Don José è affidato al giovane torinese Andrea Caré, allievo di Raina Kabaiwanska. Il tenore dispone di un materiale vocale decisamente interessante. La natura della vocalità è più lirica che drammatica ma mostra una buona robustezza anche nel settore medio grave con suggestive bruniture timbriche. La preparazione tecnica è impeccabile e si apprezza un canto ottimamente sostenuto sul fiato e un’emissione omogenea ed elegante che ha come punto di maggior risultato un’impeccabile lettura della “Romanza del fiore” arricchita da suggestive mezze voci.

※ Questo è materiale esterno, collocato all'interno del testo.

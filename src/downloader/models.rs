// Common data models for the download pipeline

use serde::{Deserialize, Serialize};
use std::fmt;
use std::path::PathBuf;

/// Maximum length of a recorded failure reason.
pub const MAX_REASON_LEN: usize = 100;

/// Download mode: full video or audio-only extraction
#[derive(Debug, Clone, Copy, PartialEq, Eq, Serialize, Deserialize)]
pub enum Mode {
    Video,
    Audio,
}

impl fmt::Display for Mode {
    fn fmt(&self, f: &mut fmt::Formatter<'_>) -> fmt::Result {
        match self {
            Self::Video => write!(f, "video"),
            Self::Audio => write!(f, "audio"),
        }
    }
}

/// One resolved media item (single video or playlist entry)
#[derive(Debug, Clone, PartialEq, Serialize, Deserialize)]
pub struct Item {
    pub title: String,
    /// Canonical URL reported by the engine
    pub source_url: String,
    /// Seconds; 0 when metadata was shallow or the field was absent
    pub duration_seconds: f64,
}

impl Item {
    pub fn new(
        title: impl Into<String>,
        source_url: impl Into<String>,
        duration_seconds: f64,
    ) -> Self {
        Self {
            title: title.into(),
            source_url: source_url.into(),
            duration_seconds: duration_seconds.max(0.0),
        }
    }
}

/// What the session is asked to download: either a bare URL (shallow
/// playlist entry, batch line) or a fully resolved item.
#[derive(Debug, Clone, PartialEq)]
pub enum MediaSource {
    Unresolved(String),
    Resolved(Item),
}

impl MediaSource {
    pub fn url(&self) -> &str {
        match self {
            Self::Unresolved(url) => url,
            Self::Resolved(item) => &item.source_url,
        }
    }

    pub fn title(&self) -> Option<&str> {
        match self {
            Self::Unresolved(_) => None,
            Self::Resolved(item) => Some(&item.title),
        }
    }
}

/// Quality chosen once per session, applied uniformly to all items
#[derive(Debug, Clone, PartialEq, Eq, Serialize, Deserialize)]
pub enum QualityChoice {
    VideoQuality {
        /// "1080p", "720p", "480p", "360p" or "best"
        label: String,
        /// Representative bitrate used only for size projection
        target_bitrate_kbps: u32,
    },
    AudioBitrate {
        /// "128", "192", "256" or "320"
        label: String,
        kbps: u32,
    },
}

impl QualityChoice {
    pub fn label(&self) -> &str {
        match self {
            Self::VideoQuality { label, .. } => label,
            Self::AudioBitrate { label, .. } => label,
        }
    }

    pub fn bitrate_kbps(&self) -> u32 {
        match self {
            Self::VideoQuality {
                target_bitrate_kbps,
                ..
            } => *target_bitrate_kbps,
            Self::AudioBitrate { kbps, .. } => *kbps,
        }
    }

    pub fn mode(&self) -> Mode {
        match self {
            Self::VideoQuality { .. } => Mode::Video,
            Self::AudioBitrate { .. } => Mode::Audio,
        }
    }
}

/// Engine-specific selector derived from a QualityChoice
#[derive(Debug, Clone, PartialEq, Eq, Serialize, Deserialize)]
pub struct FormatSpec {
    pub mode: Mode,
    /// yt-dlp `-f` selector string
    pub selector: String,
    /// Target MP3 bitrate for the audio transcode postprocessor
    pub audio_quality: Option<String>,
}

/// Outcome of one item's download attempt
#[derive(Debug, Clone, PartialEq, Eq, Serialize, Deserialize)]
#[serde(rename_all = "snake_case", tag = "status", content = "reason")]
pub enum DownloadStatus {
    Success,
    /// The engine reported an error for this item
    Failed(String),
    /// The engine reported success but the output file is missing
    Unknown,
}

impl DownloadStatus {
    /// Build a Failed status with the reason truncated for loggability
    pub fn failed(reason: impl Into<String>) -> Self {
        let reason: String = reason.into();
        Self::Failed(reason.chars().take(MAX_REASON_LEN).collect())
    }
}

impl fmt::Display for DownloadStatus {
    fn fmt(&self, f: &mut fmt::Formatter<'_>) -> fmt::Result {
        match self {
            Self::Success => write!(f, "success"),
            Self::Failed(reason) => write!(f, "failed ({})", reason),
            Self::Unknown => write!(f, "unknown"),
        }
    }
}

/// One record per item per session attempt
#[derive(Debug, Clone, PartialEq, Serialize, Deserialize)]
pub struct DownloadResult {
    pub title: String,
    pub source_url: String,
    pub output_path: String,
    #[serde(flatten)]
    pub status: DownloadStatus,
    /// "<height>p" when the engine reported a height, else "N/A"
    pub resolution: String,
}

/// One end-to-end run: identity fixed at start, results immutable after
/// finalization.
#[derive(Debug, Clone, PartialEq, Serialize, Deserialize)]
pub struct Session {
    pub session_id: String,
    pub results: Vec<DownloadResult>,
}

/// What the engine hands back after a download attempt
#[derive(Debug, Clone, PartialEq)]
pub struct DownloadedFile {
    pub title: String,
    pub source_url: String,
    pub path: PathBuf,
    /// Height in pixels when the engine could determine it
    pub height: Option<u32>,
}

#[cfg(test)]
mod tests {
    use super::*;

    #[test]
    fn failed_status_truncates_long_reasons() {
        let long = "x".repeat(500);
        match DownloadStatus::failed(long) {
            DownloadStatus::Failed(reason) => assert_eq!(reason.len(), MAX_REASON_LEN),
            other => panic!("expected Failed, got {:?}", other),
        }
    }

    #[test]
    fn media_source_exposes_url_uniformly() {
        let raw = MediaSource::Unresolved("https://youtu.be/abc".to_string());
        let resolved = MediaSource::Resolved(Item::new("clip", "https://youtu.be/abc", 10.0));
        assert_eq!(raw.url(), "https://youtu.be/abc");
        assert_eq!(resolved.url(), "https://youtu.be/abc");
        assert_eq!(raw.title(), None);
        assert_eq!(resolved.title(), Some("clip"));
    }

    #[test]
    fn negative_durations_clamp_to_zero() {
        let item = Item::new("t", "u", -3.0);
        assert_eq!(item.duration_seconds, 0.0);
    }
}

Sul piano interpretativo manca ancora un po’ di maturità; certe intuizioni interpretative appaiono più abbozzate che compiute anche se l’idea complessiva del personaggio, un ingenuo sconvolto da un’esperienza talmente grande da risultargli incomprensibile, nell’insieme, funziona e con un po’ più di esperienza potrà essere ancor meglio centrata.
Giuliana Gianfadoni è una Micaëla virginale. Voce piccola ma luminosa e cristallina, ottimo controllo del fiato – molto bella la smorzatura con cui ha chiuso l’aria del III atto – accento accorato e partecipe. Imponente nel fisico e di buona baldanza vocale, l’Escamillo di Lucas Meachem è decisamente troppo carente sul piano della personalità e della qualità interpretativa rendendo il personaggio decisamente poco affascinante.Ben centrato il quartetto dei contrabbandieri composto da Sarah Baratta (Frasquita), Alessandra della Croce (Mercédès), Gabriel Alexandeer Wernick (Il Dancaïre) e Cristiano Olivieri (Il Remendado). Riuscito sia vocalmente che scenicamente lo Zuniga di Gianluca Breda, solido e con la giusta dose di simpatia il Moralès di Costantino Finucci e pienamente funzionali gli attori cui erano affidati i piccoli ruoli solamente parlati e che per una volta non hanno dovuto limitarsi alla parte mimica. Sala gremita e successo convinto per tutti gli interpreti; l’anno del Regio si chiude con un sincero successo in attesa delle interessanti proposte previste per i prossimi mesi.